We wearily scouted each other out first, that treadmill and I. (No need to rush into these things. Besides, anything with the word mill at the end of it promises to lead to great unpleasantness and evil. For example: Puppy-mill.)
Always one to approach things intellectually (don’t smirk like that!), I read the accompanying literature first, which came in the form of warranties (although, I have to point out, they don’t guarantee that you’ll make it out of the experience alive!) and instructions.
The instructions basically read: Plug it in, position yourself on the treadmill, flip the switch to ON and run for your life. And the rest of the 200-page booklet contained a series of urgently marked warnings – in VERY small print, I might add – to tell you of all the possible ways you could injure and/or kill yourself.
I promptly dubbed it the D*R*E*A*D*M*I*L*L.
I'm a man of wealth and taste says The system continues to suck:
I'd promised myself that I wasn't going to blog about my time in the big house anymore. But there are some new, annoying developments.Everyone arrested with me was allowed to get their personal belongings (purses, keys, phones, etc.) when they were released. However, riding our bikes was part of the reason we were arrested so those were kept as evidence.
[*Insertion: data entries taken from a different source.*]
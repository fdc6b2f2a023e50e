//! Crate version information

/// Crate version from Cargo metadata
pub const VERSION: &str = env!("CARGO_PKG_VERSION");

/// Get the crate version
pub fn get_version() -> &'static str {
    VERSION
}
//! Instagram Client - async private API client
//!
//! One [`Client`] binds an authenticated [`Session`], a simulated
//! [`DeviceIdentity`], a configurable transport (including proxy routing) and
//! a result mode, and exposes the API through feature modules that all share
//! that state.
//!
//! # Architecture
//!
//! - **Facade** ([`client`]): composition root and authentication gate
//! - **Feature modules** ([`features`]): discover, general, user, direct,
//!   search, feed, friendships and media operations
//! - **Transport** ([`transport`]): HTTP execution, proxy and cookie store
//! - **Device** ([`device`]): simulated client device identity
//!
//! # Result modes
//!
//! In normalized mode (the default) operations decode responses into the
//! typed values in [`types`]. In raw mode they return the transport
//! [`Response`](transport::Response) untouched. Both modes send the same
//! request.
//!
//! # Examples
//!
//! ```rust,no_run
//! use instagram_client::{Client, Session};
//!
//! # async fn example() -> anyhow::Result<()> {
//! let mut client = Client::new()?;
//! client
//!     .set_session(Session::load("session.json").await?)
//!     .set_proxy_uri("socks5://127.0.0.1:1080")?;
//!
//! let profile = client.user().info("25025320").await?;
//!
//! client.set_mode(false);
//! let raw = client.user().info("25025320").await?;
//! # Ok(())
//! # }
//! ```

pub mod cli;
pub mod client;
pub mod config;
pub mod device;
pub mod error;
pub mod features;
pub mod session;
pub mod transport;
pub mod types;
pub mod utils;

pub use client::{AuthState, Client, ClientGeneric, Outcome, ResultMode};
pub use config::Settings;
pub use device::{DeviceBuilder, DeviceIdentity, DeviceIdentityProvider};
pub use error::{Error, Result};
pub use session::Session;
pub use transport::{HttpTransport, Transport};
Tequila Mas Fina has a Sample Massachusetts Drivers Test:
There are three types of drivers here: Pokey, Zippy and Apathetic. Pokey, oblivious to speed, rolls along at his own pace. If traffic is flowing at a steady 65, he's comfortable doing 60. There's nothing wrong with that, of course, except he's doing it in the FAST LANE! Zippy, on the other hand, is oblivious to distance. If there is 12 feet between your truck and the car in front of you, he'll zip in and leave you with 2, just to get one whole car length closer to his destination. He's also fond of passing on 2-lane streets during snow storms, heedless of the oncoming snow plow. Apathetic mingles amongst the others mumbling about the crappy drivers, yet does nothing about it, accepting it as gospel or karma. "You screwed up in your past life! Now you have to drive in Massachusetts!" What they all lack is any idea of the concept of 'flow.'
Tongue Tyed says Some Days I Can Barely See My Knees
It spoke to the sense of fear we all have about aging and success, and finding a "career". It gave us a reprieve from the worry of deciding a major, or deciding which job was the "right" job. It expressed, with such grace, the inner child we all are afraid to let go of and let us know that we didn't have to.